▸ **WHAT YOU NEED TO DO**:
What lines in the records below hold the string "AuditIssue"? Please show them.

Data extracted from a collection:
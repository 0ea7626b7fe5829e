//! Procedural dungeon generation.
//!
//! Rooms are synthesized to cover an area goal, optionally clustered into zones,
//! scattered without overlap, stamped into an occupancy grid and then connected:
//! first by single-cell doorways between directly adjacent rooms, then by straight
//! corridors between the groups that remain.
//!
//! Generation never fails. Rooms that cannot be placed are dropped, and a map whose
//! rooms could not all be joined is returned with `connected == false`.

pub mod audit;
pub mod catalog;
pub mod connect;
pub mod placement;
pub mod zones;

use crate::grid::Grid;
use crate::params::ResolvedParams;
use crate::tile::Cell;
use rand::Rng;
use serde::Serialize;

pub use audit::AuditIssue;
pub use connect::{GroupConnector, LocalConnectorCandidate};
pub use placement::{Placement, RoomBudget, RoomCandidate};

/// A rectangle representing a room or region
#[derive(Clone, Copy, Debug, PartialEq, Eq, Serialize)]
pub struct Rect {
    pub x: i32,
    pub y: i32,
    pub width: i32,
    pub height: i32,
}

impl Rect {
    pub fn new(x: i32, y: i32, width: i32, height: i32) -> Self {
        Self { x, y, width, height }
    }

    pub fn center(&self) -> (i32, i32) {
        (self.x + self.width / 2, self.y + self.height / 2)
    }

    /// Check if a point is inside this rectangle
    pub fn contains(&self, x: i32, y: i32) -> bool {
        x >= self.x && x < self.x + self.width && y >= self.y && y < self.y + self.height
    }

    pub fn area(&self) -> i32 {
        self.width * self.height
    }

    /// One past the last column
    pub fn right(&self) -> i32 {
        self.x + self.width
    }

    /// One past the last row
    pub fn bottom(&self) -> i32 {
        self.y + self.height
    }

    /// Whether the rectangles come within `border` cells of each other.
    /// With a border of 0 this is plain intersection.
    pub fn overlaps_with_border(&self, other: &Rect, border: i32) -> bool {
        if self.x >= other.right() + border || other.x >= self.right() + border {
            return false;
        }
        if self.y >= other.bottom() + border || other.y >= self.bottom() + border {
            return false;
        }
        true
    }
}

/// Spatial cluster used to bias room placement
pub type Zone = Rect;

/// A placed room
#[derive(Clone, Copy, Debug, PartialEq, Eq, Serialize)]
pub struct Room {
    /// 1-based id, also the value stamped into the grid
    pub id: u32,
    #[serde(flatten)]
    pub rect: Rect,
    /// Connectivity group after doorways are carved, relabelled to `1..=G`
    pub group: u32,
    /// Index of the zone the room was placed in, if any
    pub zone: Option<usize>,
}

/// A finished dungeon
#[derive(Clone, Debug, Serialize)]
pub struct Map {
    pub width: usize,
    pub height: usize,
    pub grid: Grid,
    /// Ordered by id; `rooms[0]` is the boss room
    pub rooms: Vec<Room>,
    pub zones: Vec<Zone>,
    /// Whether every room ended up in one connectivity class
    pub connected: bool,
}

impl Map {
    /// Value stamped into corridor and doorway cells
    pub fn corridor_marker(&self) -> u32 {
        self.rooms.len() as u32 + 1
    }

    pub fn is_walkable(&self, x: i32, y: i32) -> bool {
        self.grid.is_walkable(x, y)
    }

    pub fn cell(&self, x: i32, y: i32) -> Option<Cell> {
        self.grid.cell(x, y, self.rooms.len())
    }

    pub fn room(&self, id: u32) -> Option<&Room> {
        let index = (id as usize).checked_sub(1)?;
        self.rooms.get(index)
    }

    /// The first room in placement order, used as the traversal origin for spawning
    pub fn boss_room(&self) -> Option<&Room> {
        self.rooms.first()
    }

    /// Room whose floor covers this cell
    pub fn room_at(&self, x: i32, y: i32) -> Option<&Room> {
        match self.cell(x, y)? {
            Cell::Room(id) => self.room(id),
            _ => None,
        }
    }

    /// Number of distinct connectivity groups left after doorways
    pub fn group_count(&self) -> u32 {
        self.rooms.iter().map(|r| r.group).max().unwrap_or(0)
    }

    /// Check structural invariants. An empty list means the map is sound.
    pub fn audit(&self) -> Vec<AuditIssue> {
        audit::audit(self)
    }
}

/// Generate a dungeon from resolved parameters.
pub fn generate(params: &ResolvedParams, rng: &mut impl Rng) -> Map {
    puffin::profile_function!();

    let width = params.width as i32;
    let height = params.height as i32;

    let mut candidates = catalog::build_catalog(params, rng);

    let zones = if params.uses_zones() {
        zones::partition(params, rng)
    } else {
        Vec::new()
    };

    let mut budget = RoomBudget::new(params.max_rooms);

    if params.boss_room {
        placement::pin_boss_room(&mut candidates, zones.first(), width, height, &mut budget);
    }

    if !zones.is_empty() {
        placement::place_by_zone(&mut candidates, &zones, width, height, &mut budget, rng);
    }
    placement::place_freely(&mut candidates, width, height, &mut budget, rng);

    let mut rooms = placement::into_rooms(candidates);
    let mut grid = Grid::new(params.width, params.height);
    placement::rasterize(&mut grid, &rooms);

    let mut links = connect::Connectivity::new(&grid, rooms.len());
    connect::connect_nearby_rooms(&mut grid, &mut rooms, &mut links);
    let connected = connect::connect_distant_groups(&mut grid, &mut rooms, &mut links);

    let map = Map {
        width: params.width,
        height: params.height,
        grid,
        rooms,
        zones,
        connected,
    };

    log::info!(
        "Generated {}x{} dungeon: {} rooms, {} groups, {} zones, connected={}",
        map.width,
        map.height,
        map.rooms.len(),
        map.group_count(),
        map.zones.len(),
        map.connected
    );

    map
}

/// Regenerate until the map is fully connected, giving up after `max_attempts`.
/// Returns the last map produced and the number of attempts used.
pub fn generate_connected(
    params: &ResolvedParams,
    rng: &mut impl Rng,
    max_attempts: u32,
) -> (Map, u32) {
    let mut attempts = 1;
    let mut map = generate(params, rng);
    while !map.connected && attempts < max_attempts {
        log::debug!("Attempt {} left the dungeon disconnected, retrying", attempts);
        map = generate(params, rng);
        attempts += 1;
    }
    (map, attempts)
}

▸ **ANSWER**:
pub use audit::AuditIssue;
    pub fn audit(&self) -> Vec<AuditIssue> {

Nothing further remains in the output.